_Collected data entries:_
____

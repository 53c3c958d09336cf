use chrono::{DateTime, Utc};
use colored::*;
use log::{Level, Metadata, Record};
use once_cell::sync::Lazy;
use serde::{Deserialize, Serialize};
use std::env;
use std::io::{self, Write};
use std::str::FromStr;
use std::sync::Mutex;
use std::time::{Duration, Instant};
use uuid::Uuid;

use crate::config::Config;

static CONSOLE_LOGGER: Lazy<ConsoleLogger> = Lazy::new(ConsoleLogger::new);

pub fn init_with_config(config: LoggerConfig) -> Result<(), String> {
    let max_level = config.min_level.to_log_level_filter();
    CONSOLE_LOGGER.update_config(config);

    if let Err(e) = log::set_logger(&*CONSOLE_LOGGER) {
        return Err(format!("Failed to set logger: {:?}", e));
    }

    log::set_max_level(max_level);
    Ok(())
}

#[derive(Debug, Clone, Copy, PartialEq, Eq, PartialOrd, Ord, Serialize, Deserialize)]
pub enum LogLevel {
    Trace = 0,
    Debug = 1,
    Info = 2,
    Warn = 3,
    Error = 4,
}

impl LogLevel {
    pub fn color(&self) -> Color {
        match self {
            LogLevel::Trace => Color::Cyan,
            LogLevel::Debug => Color::Blue,
            LogLevel::Info => Color::Green,
            LogLevel::Warn => Color::Yellow,
            LogLevel::Error => Color::Red,
        }
    }

    pub fn emoji(&self) -> &'static str {
        match self {
            LogLevel::Trace => "🔍",
            LogLevel::Debug => "🐛",
            LogLevel::Info => "💡",
            LogLevel::Warn => "⚠️",
            LogLevel::Error => "❌",
        }
    }

    pub fn as_str(&self) -> &'static str {
        match self {
            LogLevel::Trace => "TRACE",
            LogLevel::Debug => "DEBUG",
            LogLevel::Info => "INFO",
            LogLevel::Warn => "WARN",
            LogLevel::Error => "ERROR",
        }
    }

    pub fn to_log_level(&self) -> Level {
        match self {
            LogLevel::Trace => Level::Trace,
            LogLevel::Debug => Level::Debug,
            LogLevel::Info => Level::Info,
            LogLevel::Warn => Level::Warn,
            LogLevel::Error => Level::Error,
        }
    }

    pub fn to_log_level_filter(&self) -> log::LevelFilter {
        self.to_log_level().to_level_filter()
    }

    pub fn from_log_level(level: Level) -> Self {
        match level {
            Level::Trace => LogLevel::Trace,
            Level::Debug => LogLevel::Debug,
            Level::Info => LogLevel::Info,
            Level::Warn => LogLevel::Warn,
            Level::Error => LogLevel::Error,
        }
    }
}

impl FromStr for LogLevel {
    type Err = String;

    fn from_str(s: &str) -> Result<Self, Self::Err> {
        match s.trim().to_ascii_lowercase().as_str() {
            "trace" => Ok(LogLevel::Trace),
            "debug" => Ok(LogLevel::Debug),
            "info" => Ok(LogLevel::Info),
            "warn" | "warning" => Ok(LogLevel::Warn),
            "error" => Ok(LogLevel::Error),
            other => Err(format!("unknown log level '{}'", other)),
        }
    }
}

#[derive(Debug, Clone, Serialize, Deserialize)]
pub struct LogEntry {
    pub id: String,
    pub timestamp: DateTime<Utc>,
    pub level: LogLevel,
    pub message: String,
    pub module: String,
    pub file: String,
    pub line: u32,
}

impl LogEntry {
    pub fn new(level: LogLevel, message: String, module: String, file: String, line: u32) -> Self {
        Self {
            id: Uuid::new_v4().to_string(),
            timestamp: Utc::now(),
            level,
            message,
            module,
            file,
            line,
        }
    }
}

#[derive(Debug, Clone)]
pub struct LoggerConfig {
    pub min_level: LogLevel,
    pub show_colors: bool,
    pub show_emojis: bool,
    pub show_file_location: bool,
    pub show_module: bool,
    pub timestamp_format: String,
    pub output_json: bool,
}

impl Default for LoggerConfig {
    fn default() -> Self {
        Self {
            min_level: LogLevel::Info,
            show_colors: true,
            show_emojis: true,
            show_file_location: false,
            show_module: true,
            timestamp_format: "%Y-%m-%d %H:%M:%S%.3f".to_string(),
            output_json: false,
        }
    }
}

impl LoggerConfig {
    pub fn new() -> Self {
        Self::default()
    }

    pub fn with_level(mut self, level: LogLevel) -> Self {
        self.min_level = level;
        self
    }

    pub fn with_colors(mut self, enabled: bool) -> Self {
        self.show_colors = enabled;
        self
    }

    pub fn with_json_output(mut self, enabled: bool) -> Self {
        self.output_json = enabled;
        self
    }

    pub fn production() -> Self {
        Self {
            min_level: LogLevel::Info,
            show_colors: false,
            show_emojis: false,
            output_json: true,
            ..Default::default()
        }
    }

    pub fn development() -> Self {
        Self {
            min_level: LogLevel::Debug,
            show_file_location: true,
            ..Default::default()
        }
    }

    /// `LOG_FORMAT=json` selects the production layout, `LOG_LEVEL` overrides the level.
    pub fn from_env() -> Self {
        Self::from_lookup(|key| env::var(key).ok())
    }

    pub fn from_lookup<F: Fn(&str) -> Option<String>>(lookup: F) -> Self {
        let base = match lookup("LOG_FORMAT").as_deref().map(str::trim) {
            Some(format) if format.eq_ignore_ascii_case("json") => Self::production(),
            _ => Self::default(),
        };

        match lookup("LOG_LEVEL").map(|level| level.parse::<LogLevel>()) {
            Some(Ok(level)) => base.with_level(level),
            _ => base,
        }
    }
}

pub struct ConsoleLogger {
    config: Mutex<LoggerConfig>,
}

impl ConsoleLogger {
    pub fn new() -> Self {
        Self {
            config: Mutex::new(LoggerConfig::default()),
        }
    }

    pub fn update_config(&self, new_config: LoggerConfig) {
        if let Ok(mut config) = self.config.lock() {
            *config = new_config;
        }
    }

    fn format_console_output(&self, entry: &LogEntry, config: &LoggerConfig) -> String {
        let mut output = String::new();

        let timestamp = entry.timestamp.format(&config.timestamp_format).to_string();
        if config.show_colors {
            output.push_str(&format!("{} ", timestamp.bright_black()));
        } else {
            output.push_str(&format!("{} ", timestamp));
        }

        let level_str = if config.show_emojis {
            format!("{} {}", entry.level.emoji(), entry.level.as_str())
        } else {
            entry.level.as_str().to_string()
        };

        if config.show_colors {
            output.push_str(&format!(
                "[{}] ",
                level_str.color(entry.level.color()).bold()
            ));
        } else {
            output.push_str(&format!("[{}] ", level_str));
        }

        if config.show_module && !entry.module.is_empty() {
            if config.show_colors {
                output.push_str(&format!("{}: ", entry.module.bright_blue()));
            } else {
                output.push_str(&format!("{}: ", entry.module));
            }
        }

        output.push_str(&entry.message);

        if config.show_file_location {
            let location = format!("{}:{}", entry.file, entry.line);
            if config.show_colors {
                output.push_str(&format!(" ({})", location.bright_black()));
            } else {
                output.push_str(&format!(" ({})", location));
            }
        }

        output
    }

    fn create_log_entry(&self, record: &Record) -> LogEntry {
        LogEntry::new(
            LogLevel::from_log_level(record.level()),
            record.args().to_string(),
            record.module_path().unwrap_or("unknown").to_string(),
            record.file().unwrap_or("unknown").to_string(),
            record.line().unwrap_or(0),
        )
    }
}

impl Default for ConsoleLogger {
    fn default() -> Self {
        Self::new()
    }
}

impl log::Log for ConsoleLogger {
    fn enabled(&self, metadata: &Metadata) -> bool {
        match self.config.lock() {
            Ok(config) => metadata.level() <= config.min_level.to_log_level(),
            Err(_) => true,
        }
    }

    fn log(&self, record: &Record) {
        if !self.enabled(record.metadata()) {
            return;
        }
        let entry = self.create_log_entry(record);

        if let Ok(config) = self.config.lock() {
            if config.output_json {
                println!("{}", serde_json::to_string(&entry).unwrap_or_default());
            } else {
                println!("{}", self.format_console_output(&entry, &config));
            }
        }
    }

    fn flush(&self) {
        let _ = io::stdout().flush();
    }
}

/// Measures an upstream round trip; logs on drop.
pub struct Timer {
    start: Instant,
    name: String,
}

impl Timer {
    pub fn new(name: &str) -> Self {
        log::debug!("⏱️  {} started", name);
        Self {
            start: Instant::now(),
            name: name.to_string(),
        }
    }

    pub fn elapsed(&self) -> Duration {
        self.start.elapsed()
    }
}

impl Drop for Timer {
    fn drop(&mut self) {
        log::debug!(
            "⏱️  {} finished in {}ms",
            self.name,
            self.elapsed().as_millis()
        );
    }
}

pub fn timer(name: &str) -> Timer {
    Timer::new(name)
}

pub fn log_startup_info(app_name: &str, version: &str, host: &str, port: u16) {
    log::info!("🚀 Starting {} v{}", app_name, version);
    log::info!("🌐 Server will run on http://{}:{}", host, port);
}

/// Logs the effective configuration. API keys are only reported as present or missing.
pub fn log_config_info(config: &Config) {
    let flag = |present: bool| if present { "✅" } else { "❌" };

    log::info!("⚙️  Configuration loaded:");
    log::info!("   Port: {}", config.port());
    log::info!(
        "   Text provider: {} (key {})",
        config.text_provider,
        flag(config.text_api_key().is_some())
    );
    log::info!(
        "   Image provider: {} (key {})",
        config.image_provider,
        flag(config.image_api_key().is_some())
    );
    log::info!(
        "   CORS origin: {}",
        config.cors_origin.as_deref().unwrap_or("*")
    );
    match &config.static_dir {
        Some(dir) => log::info!("   Static dir: {}", dir.display()),
        None => log::info!("   Static dir: disabled"),
    }
    for warning in config.warnings() {
        log::warn!("{}", warning);
    }
}

#[cfg(test)]
mod tests {
    use super::*;

    #[test]
    fn test_log_levels() {
        assert_eq!(LogLevel::Info.as_str(), "INFO");
        assert_eq!(LogLevel::Error.emoji(), "❌");
        assert_eq!(LogLevel::Debug.color(), Color::Blue);
        assert_eq!("WARNING".parse::<LogLevel>(), Ok(LogLevel::Warn));
        assert!("loud".parse::<LogLevel>().is_err());
    }

    #[test]
    fn test_logger_config() {
        let config = LoggerConfig::development();
        assert_eq!(config.min_level, LogLevel::Debug);
        assert!(config.show_colors);

        let prod_config = LoggerConfig::production();
        assert!(!prod_config.show_colors);
        assert!(prod_config.output_json);
    }

    #[test]
    fn test_logger_config_from_lookup() {
        let config = LoggerConfig::from_lookup(|key| match key {
            "LOG_FORMAT" => Some("json".to_string()),
            "LOG_LEVEL" => Some("error".to_string()),
            _ => None,
        });
        assert!(config.output_json);
        assert_eq!(config.min_level, LogLevel::Error);

        let fallback = LoggerConfig::from_lookup(|_| None);
        assert!(!fallback.output_json);
        assert_eq!(fallback.min_level, LogLevel::Info);
    }

    #[test]
    fn test_plain_console_format() {
        let logger = ConsoleLogger::new();
        let config = LoggerConfig::new().with_colors(false);
        let entry = LogEntry::new(
            LogLevel::Warn,
            "schema miss".to_string(),
            "quillforge::providers".to_string(),
            "src/providers/mod.rs".to_string(),
            42,
        );
        let line = logger.format_console_output(&entry, &config);
        assert!(line.contains("[⚠️ WARN]"));
        assert!(line.ends_with("quillforge::providers: schema miss"));
    }

    #[test]
    fn test_logger_initialization() {
        let config = LoggerConfig::development();
        assert!(init_with_config(config).is_ok());
    }
}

____

_WHAT YOU SHOULD DO:_
Select every line above that contains the word "elapsed", and copy it.

_SOLUTION:_
    pub fn elapsed(&self) -> Duration {
        self.start.elapsed()
            self.elapsed().as_millis()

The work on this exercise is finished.